**DESCRIPTION OF THE TASK**
Everything in the data below is left aside except the lines from the one containing "which files it" through the one containing "fn completion_message(&self) ->"; repeat those exactly.

§ §

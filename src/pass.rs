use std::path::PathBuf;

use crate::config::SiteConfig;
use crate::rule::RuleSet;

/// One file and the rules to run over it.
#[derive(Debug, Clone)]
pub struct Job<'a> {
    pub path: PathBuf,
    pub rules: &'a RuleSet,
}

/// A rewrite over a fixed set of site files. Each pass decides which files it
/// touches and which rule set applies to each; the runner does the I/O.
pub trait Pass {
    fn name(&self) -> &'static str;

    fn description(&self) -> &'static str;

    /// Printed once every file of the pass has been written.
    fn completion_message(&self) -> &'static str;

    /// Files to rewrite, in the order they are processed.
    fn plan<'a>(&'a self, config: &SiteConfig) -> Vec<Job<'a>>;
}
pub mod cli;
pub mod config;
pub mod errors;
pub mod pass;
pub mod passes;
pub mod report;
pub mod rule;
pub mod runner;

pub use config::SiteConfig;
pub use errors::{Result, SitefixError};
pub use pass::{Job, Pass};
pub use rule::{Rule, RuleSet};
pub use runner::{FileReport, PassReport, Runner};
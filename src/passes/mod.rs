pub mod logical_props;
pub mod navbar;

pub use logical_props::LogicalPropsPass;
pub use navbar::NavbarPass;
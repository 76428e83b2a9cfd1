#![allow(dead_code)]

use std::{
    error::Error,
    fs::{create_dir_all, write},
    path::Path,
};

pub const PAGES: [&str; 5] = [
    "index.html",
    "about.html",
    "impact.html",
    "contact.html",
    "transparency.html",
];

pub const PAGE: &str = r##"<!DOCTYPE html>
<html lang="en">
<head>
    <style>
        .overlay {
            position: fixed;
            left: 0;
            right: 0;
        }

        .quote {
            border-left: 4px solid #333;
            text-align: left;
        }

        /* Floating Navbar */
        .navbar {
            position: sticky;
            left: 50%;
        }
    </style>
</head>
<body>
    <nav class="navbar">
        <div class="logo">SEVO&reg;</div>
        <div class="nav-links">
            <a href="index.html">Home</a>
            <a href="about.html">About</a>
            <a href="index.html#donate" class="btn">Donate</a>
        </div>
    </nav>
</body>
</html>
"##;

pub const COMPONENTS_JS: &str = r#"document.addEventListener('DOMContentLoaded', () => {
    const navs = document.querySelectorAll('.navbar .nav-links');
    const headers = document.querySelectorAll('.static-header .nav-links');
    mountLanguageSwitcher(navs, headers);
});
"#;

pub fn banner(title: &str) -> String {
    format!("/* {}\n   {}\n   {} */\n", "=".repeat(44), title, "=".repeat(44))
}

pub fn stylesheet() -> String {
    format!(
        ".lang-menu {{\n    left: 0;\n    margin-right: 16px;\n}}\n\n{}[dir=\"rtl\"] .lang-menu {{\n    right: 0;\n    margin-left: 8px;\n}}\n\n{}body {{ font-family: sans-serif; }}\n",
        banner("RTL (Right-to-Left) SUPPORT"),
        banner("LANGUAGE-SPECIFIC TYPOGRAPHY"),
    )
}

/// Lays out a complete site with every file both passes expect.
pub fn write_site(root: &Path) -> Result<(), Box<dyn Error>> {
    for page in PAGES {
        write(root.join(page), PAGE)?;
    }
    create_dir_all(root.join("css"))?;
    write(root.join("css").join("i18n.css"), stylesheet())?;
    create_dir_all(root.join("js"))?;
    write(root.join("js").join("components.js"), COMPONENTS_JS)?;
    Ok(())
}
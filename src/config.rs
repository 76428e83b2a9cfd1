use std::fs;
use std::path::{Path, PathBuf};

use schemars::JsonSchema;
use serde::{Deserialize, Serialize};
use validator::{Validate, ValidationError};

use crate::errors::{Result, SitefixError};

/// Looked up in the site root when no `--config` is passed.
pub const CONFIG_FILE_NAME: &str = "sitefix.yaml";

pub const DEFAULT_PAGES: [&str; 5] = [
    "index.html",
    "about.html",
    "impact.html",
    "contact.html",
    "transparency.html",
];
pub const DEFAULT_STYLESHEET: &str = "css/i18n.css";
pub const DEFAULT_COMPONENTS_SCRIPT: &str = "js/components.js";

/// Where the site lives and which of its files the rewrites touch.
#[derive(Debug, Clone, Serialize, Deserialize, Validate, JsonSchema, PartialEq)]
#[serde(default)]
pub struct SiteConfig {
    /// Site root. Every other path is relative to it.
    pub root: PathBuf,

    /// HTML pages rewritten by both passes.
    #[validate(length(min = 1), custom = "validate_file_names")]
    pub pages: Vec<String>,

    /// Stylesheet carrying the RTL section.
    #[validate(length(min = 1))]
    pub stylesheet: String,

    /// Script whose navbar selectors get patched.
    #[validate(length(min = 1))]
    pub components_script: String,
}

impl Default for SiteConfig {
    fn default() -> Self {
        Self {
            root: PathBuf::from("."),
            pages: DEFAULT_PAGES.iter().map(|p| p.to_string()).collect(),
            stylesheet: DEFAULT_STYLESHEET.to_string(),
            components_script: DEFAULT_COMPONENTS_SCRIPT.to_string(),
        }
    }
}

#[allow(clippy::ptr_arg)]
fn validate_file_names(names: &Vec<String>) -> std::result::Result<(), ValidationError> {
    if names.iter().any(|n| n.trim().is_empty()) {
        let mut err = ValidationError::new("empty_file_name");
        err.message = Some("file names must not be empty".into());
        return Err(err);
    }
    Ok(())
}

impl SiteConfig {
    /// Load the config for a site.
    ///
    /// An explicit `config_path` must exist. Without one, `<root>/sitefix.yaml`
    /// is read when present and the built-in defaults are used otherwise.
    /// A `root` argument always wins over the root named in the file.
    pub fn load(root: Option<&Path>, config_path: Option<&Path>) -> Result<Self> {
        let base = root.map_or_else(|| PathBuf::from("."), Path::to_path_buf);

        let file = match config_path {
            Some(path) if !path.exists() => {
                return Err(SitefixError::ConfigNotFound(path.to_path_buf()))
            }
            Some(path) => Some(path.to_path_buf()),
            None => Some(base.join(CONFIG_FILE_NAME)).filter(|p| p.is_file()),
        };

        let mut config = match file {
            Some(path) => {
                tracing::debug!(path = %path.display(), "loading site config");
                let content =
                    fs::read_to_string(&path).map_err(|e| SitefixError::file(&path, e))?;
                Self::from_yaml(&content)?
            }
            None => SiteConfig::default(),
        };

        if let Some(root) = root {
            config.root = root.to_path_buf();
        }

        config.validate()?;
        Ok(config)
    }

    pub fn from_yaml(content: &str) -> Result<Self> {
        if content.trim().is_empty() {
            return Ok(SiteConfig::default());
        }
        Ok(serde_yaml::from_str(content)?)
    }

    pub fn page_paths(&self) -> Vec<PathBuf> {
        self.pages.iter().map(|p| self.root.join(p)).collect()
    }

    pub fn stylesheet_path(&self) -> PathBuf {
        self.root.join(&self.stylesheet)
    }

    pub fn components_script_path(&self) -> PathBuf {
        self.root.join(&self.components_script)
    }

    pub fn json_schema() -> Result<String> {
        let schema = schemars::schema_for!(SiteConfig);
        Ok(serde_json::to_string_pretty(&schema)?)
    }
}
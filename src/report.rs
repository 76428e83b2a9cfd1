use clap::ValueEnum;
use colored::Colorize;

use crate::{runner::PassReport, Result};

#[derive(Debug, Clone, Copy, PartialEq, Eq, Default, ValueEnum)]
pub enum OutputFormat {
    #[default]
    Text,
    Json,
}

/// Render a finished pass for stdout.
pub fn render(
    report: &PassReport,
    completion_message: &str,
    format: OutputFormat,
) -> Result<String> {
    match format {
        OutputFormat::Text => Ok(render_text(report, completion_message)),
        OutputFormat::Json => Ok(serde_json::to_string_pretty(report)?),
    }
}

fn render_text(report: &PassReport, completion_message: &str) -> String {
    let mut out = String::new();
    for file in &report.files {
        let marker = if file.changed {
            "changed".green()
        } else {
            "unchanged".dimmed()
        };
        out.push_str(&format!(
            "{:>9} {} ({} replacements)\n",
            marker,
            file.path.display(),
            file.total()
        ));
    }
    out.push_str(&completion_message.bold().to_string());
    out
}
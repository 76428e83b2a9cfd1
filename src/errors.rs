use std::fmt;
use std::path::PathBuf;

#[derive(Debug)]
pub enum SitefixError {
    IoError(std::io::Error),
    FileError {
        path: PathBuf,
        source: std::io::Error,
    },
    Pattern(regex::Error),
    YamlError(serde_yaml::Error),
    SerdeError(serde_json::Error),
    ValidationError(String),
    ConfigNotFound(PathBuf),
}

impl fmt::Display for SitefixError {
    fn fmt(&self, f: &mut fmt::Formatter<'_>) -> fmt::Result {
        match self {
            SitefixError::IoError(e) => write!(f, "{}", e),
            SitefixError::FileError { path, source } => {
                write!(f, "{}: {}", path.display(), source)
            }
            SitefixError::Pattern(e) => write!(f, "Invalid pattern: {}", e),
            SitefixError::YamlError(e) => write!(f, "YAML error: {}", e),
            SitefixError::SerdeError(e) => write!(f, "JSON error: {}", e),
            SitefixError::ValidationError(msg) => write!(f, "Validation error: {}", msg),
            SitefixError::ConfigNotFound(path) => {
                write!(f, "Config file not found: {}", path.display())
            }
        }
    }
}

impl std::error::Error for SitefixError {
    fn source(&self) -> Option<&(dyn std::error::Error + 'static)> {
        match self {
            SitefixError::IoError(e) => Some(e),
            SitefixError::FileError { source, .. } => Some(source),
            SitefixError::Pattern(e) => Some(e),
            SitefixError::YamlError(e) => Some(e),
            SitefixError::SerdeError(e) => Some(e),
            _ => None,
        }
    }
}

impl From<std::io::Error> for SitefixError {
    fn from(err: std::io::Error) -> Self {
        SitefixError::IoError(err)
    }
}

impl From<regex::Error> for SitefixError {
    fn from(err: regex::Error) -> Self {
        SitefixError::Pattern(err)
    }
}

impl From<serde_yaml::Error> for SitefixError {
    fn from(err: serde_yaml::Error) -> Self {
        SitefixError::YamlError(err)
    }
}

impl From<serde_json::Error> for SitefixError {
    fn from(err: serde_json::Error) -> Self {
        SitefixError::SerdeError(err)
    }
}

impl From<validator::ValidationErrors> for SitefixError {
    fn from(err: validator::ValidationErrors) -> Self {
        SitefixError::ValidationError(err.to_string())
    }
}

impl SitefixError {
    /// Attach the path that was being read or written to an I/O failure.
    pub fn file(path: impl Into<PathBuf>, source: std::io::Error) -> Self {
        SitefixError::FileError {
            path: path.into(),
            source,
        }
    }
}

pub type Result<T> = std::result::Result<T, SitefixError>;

§ §

**RESULT BELOW**
/// A rewrite over a fixed set of site files. Each pass decides which files it
/// touches and which rule set applies to each; the runner does the I/O.
pub trait Pass {
    fn name(&self) -> &'static str;

    fn description(&self) -> &'static str;

    /// Printed once every file of the pass has been written.
    fn completion_message(&self) -> &'static str;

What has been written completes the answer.